St Alban’s Church stands distinctively on the edge of Kastellet next to the Gefion Fountain. There is much history surrounding us. On one side, in Churchillparken, there is a bust of Winston Churchill, and also those of two of the country’s Second World War military heroes, Anders Lassen and Kaj Birksted. On the other, there is the bridge over to Kastellet, where the Nazi invasion started on 9 April 1940 when an advance explosives commando on bicycles blew the gates of the fort open. Just around the corner at Langelinie quay, the German passenger ship Hansestadt Danzig slipped into the harbour and dropped off an infantry battalion of 800. The rest is history.
I once met an incredible man called Harry Patch. He was born in my home city of Bath. He was the last remaining British veteran of the trenches of the First World War and died in July 2009 aged 111. Locally he was known as ‘the Last Fighting Tommy’.
I find it much harder to connect to the First World War, although my father was born in 1918. But perhaps this coming year is an opportunity to do so as the commemorations of the centenary of the First World War will be starting around Europe and lasting for four years. In England there is already controversy. On one hand, there are those who want to focus only on the British military victory against the Germans. On the other, there are those who want a much wider commemoration that includes all sides, and asks questions about what the First World War did to change Europe, the world and indeed humanity itself.
The First World War, however, was not just a British and German experience, but a worldwide one. It was fought across Europe, involving − as well as Britain, France and Germany − the overrun Belgium, the countries of the Austro-Hungarian Empire, Russia, the Balkans and many more. The suffering of all sides on the Eastern Front, if not quite on the same scale as in the West, was appalling. It was also fought in Africa and the Middle East, and on oceans across the world.
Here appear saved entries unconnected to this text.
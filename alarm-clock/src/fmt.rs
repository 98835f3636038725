//! Logging macros.
//!
//! Forward to `defmt` or `log` depending on the enabled feature, and expand to
//! nothing when neither is enabled. Host tests never link a defmt logger, so
//! defmt output is compiled out under `cfg(test)`.
#![macro_use]
#![allow(unused_macros)]

macro_rules! trace {
    ($s:literal $(, $x:expr)* $(,)?) => {
        {
            #[cfg(all(feature = "defmt", not(test)))]
            ::defmt::trace!($s $(, $x)*);
            #[cfg(all(feature = "log", not(all(feature = "defmt", not(test)))))]
            ::log::trace!($s $(, $x)*);
            #[cfg(not(any(all(feature = "defmt", not(test)), feature = "log")))]
            let _ = ($( & $x ),*);
        }
    };
}

macro_rules! debug {
    ($s:literal $(, $x:expr)* $(,)?) => {
        {
            #[cfg(all(feature = "defmt", not(test)))]
            ::defmt::debug!($s $(, $x)*);
            #[cfg(all(feature = "log", not(all(feature = "defmt", not(test)))))]
            ::log::debug!($s $(, $x)*);
            #[cfg(not(any(all(feature = "defmt", not(test)), feature = "log")))]
            let _ = ($( & $x ),*);
        }
    };
}

macro_rules! info {
    ($s:literal $(, $x:expr)* $(,)?) => {
        {
            #[cfg(all(feature = "defmt", not(test)))]
            ::defmt::info!($s $(, $x)*);
            #[cfg(all(feature = "log", not(all(feature = "defmt", not(test)))))]
            ::log::info!($s $(, $x)*);
            #[cfg(not(any(all(feature = "defmt", not(test)), feature = "log")))]
            let _ = ($( & $x ),*);
        }
    };
}

macro_rules! warn {
    ($s:literal $(, $x:expr)* $(,)?) => {
        {
            #[cfg(all(feature = "defmt", not(test)))]
            ::defmt::warn!($s $(, $x)*);
            #[cfg(all(feature = "log", not(all(feature = "defmt", not(test)))))]
            ::log::warn!($s $(, $x)*);
            #[cfg(not(any(all(feature = "defmt", not(test)), feature = "log")))]
            let _ = ($( & $x ),*);
        }
    };
}

macro_rules! error {
    ($s:literal $(, $x:expr)* $(,)?) => {
        {
            #[cfg(all(feature = "defmt", not(test)))]
            ::defmt::error!($s $(, $x)*);
            #[cfg(all(feature = "log", not(all(feature = "defmt", not(test)))))]
            ::log::error!($s $(, $x)*);
            #[cfg(not(any(all(feature = "defmt", not(test)), feature = "log")))]
            let _ = ($( & $x ),*);
        }
    };
}
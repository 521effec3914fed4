//! Region marker syntaxes the annotator can emit.

use serde::{Deserialize, Serialize};

use crate::color::Color;

/// A paired open/close marker syntax.
///
/// `open` and `close` for the same region must be mirror images: emphasis
/// wraps outside the color marker on open and is closed after it.
pub trait Dialect {
    fn open(&self, out: &mut String, color: Color, emphasized: bool);
    fn close(&self, out: &mut String, color: Color, emphasized: bool);

    /// Writes one character of base text.
    fn push_char(&self, out: &mut String, c: char) {
        out.push(c);
    }
}

/// `\textcolor{#RRGGBB}{…}` with `\underline{…}` emphasis, for math renderers.
///
/// Base text is already LaTeX and passes through untouched.
#[derive(Debug, Clone, Copy, Default)]
pub struct Latex;

impl Dialect for Latex {
    fn open(&self, out: &mut String, color: Color, emphasized: bool) {
        if emphasized {
            out.push_str("\\underline{");
        }
        out.push_str("\\textcolor{");
        out.push_str(&color.to_string());
        out.push_str("}{");
    }

    fn close(&self, out: &mut String, _color: Color, emphasized: bool) {
        out.push('}');
        if emphasized {
            out.push('}');
        }
    }
}

/// `<span style="color:…">` with `<u>` emphasis; base text is escaped.
#[derive(Debug, Clone, Copy, Default)]
pub struct Html;

impl Dialect for Html {
    fn open(&self, out: &mut String, color: Color, emphasized: bool) {
        if emphasized {
            out.push_str("<u>");
        }
        out.push_str("<span style=\"color:");
        out.push_str(&color.to_string());
        out.push_str("\">");
    }

    fn close(&self, out: &mut String, _color: Color, emphasized: bool) {
        out.push_str("</span>");
        if emphasized {
            out.push_str("</u>");
        }
    }

    fn push_char(&self, out: &mut String, c: char) {
        match c {
            '<' => out.push_str("&lt;"),
            '>' => out.push_str("&gt;"),
            '&' => out.push_str("&amp;"),
            '\'' => out.push_str("&#39;"),
            '"' => out.push_str("&quot;"),
            _ => out.push(c),
        }
    }
}

/// Configurable choice of dialect.
#[derive(Debug, Clone, Copy, PartialEq, Eq, Default, Serialize, Deserialize)]
#[serde(rename_all = "lowercase")]
pub enum DialectKind {
    #[default]
    Latex,
    Html,
}

impl Dialect for DialectKind {
    fn open(&self, out: &mut String, color: Color, emphasized: bool) {
        match self {
            DialectKind::Latex => Latex.open(out, color, emphasized),
            DialectKind::Html => Html.open(out, color, emphasized),
        }
    }

    fn close(&self, out: &mut String, color: Color, emphasized: bool) {
        match self {
            DialectKind::Latex => Latex.close(out, color, emphasized),
            DialectKind::Html => Html.close(out, color, emphasized),
        }
    }

    fn push_char(&self, out: &mut String, c: char) {
        match self {
            DialectKind::Latex => Latex.push_char(out, c),
            DialectKind::Html => Html.push_char(out, c),
        }
    }
}
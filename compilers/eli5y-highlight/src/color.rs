use core::fmt;

use serde::{Deserialize, Serialize};

/// An sRGB display color. Serialized as `#RRGGBB`.
#[derive(Debug, Clone, Copy, PartialEq, Eq, Hash, Serialize, Deserialize)]
#[serde(into = "String", try_from = "String")]
pub struct Color {
    pub r: u8,
    pub g: u8,
    pub b: u8,
}

#[derive(Debug, Clone, PartialEq, Eq, thiserror::Error)]
pub enum ColorError {
    #[error("expected 6 hex digits, got '{0}'")]
    Length(String),
    #[error("invalid hex digit in '{0}'")]
    Digit(String),
}

impl Color {
    pub const fn rgb(r: u8, g: u8, b: u8) -> Self {
        Self { r, g, b }
    }

    /// Parses `#RRGGBB` (the leading `#` is optional).
    pub fn from_hex(hex: &str) -> Result<Self, ColorError> {
        let digits = hex.trim().trim_start_matches('#');
        if digits.len() != 6 || !digits.is_ascii() {
            return Err(ColorError::Length(hex.to_string()));
        }

        let channel = |i: usize| {
            u8::from_str_radix(&digits[i..i + 2], 16)
                .map_err(|_| ColorError::Digit(hex.to_string()))
        };

        Ok(Self::rgb(channel(0)?, channel(2)?, channel(4)?))
    }
}

impl fmt::Display for Color {
    fn fmt(&self, f: &mut fmt::Formatter<'_>) -> fmt::Result {
        write!(f, "#{:02X}{:02X}{:02X}", self.r, self.g, self.b)
    }
}

impl From<Color> for String {
    fn from(color: Color) -> String {
        color.to_string()
    }
}

impl TryFrom<String> for Color {
    type Error = ColorError;

    fn try_from(hex: String) -> Result<Self, Self::Error> {
        Color::from_hex(&hex)
    }
}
There will be arguments still about the rights and wrongs of the war. But there can surely be no denying that from a European-wide perspective, it was a tragedy of human loss and ensuing bitterness that sowed the seeds of future conflicts − the results of which are still apparent today in, for example, the Balkans and parts of the Middle East. It is a moment for Europe as a whole to reflect on the disaster that was allowed to happen, and the lessons that have been and still need to be learnt from it, and also to give thanks for the extent to which European nations are now reconciled and committed to solving conflicts by non-violent means.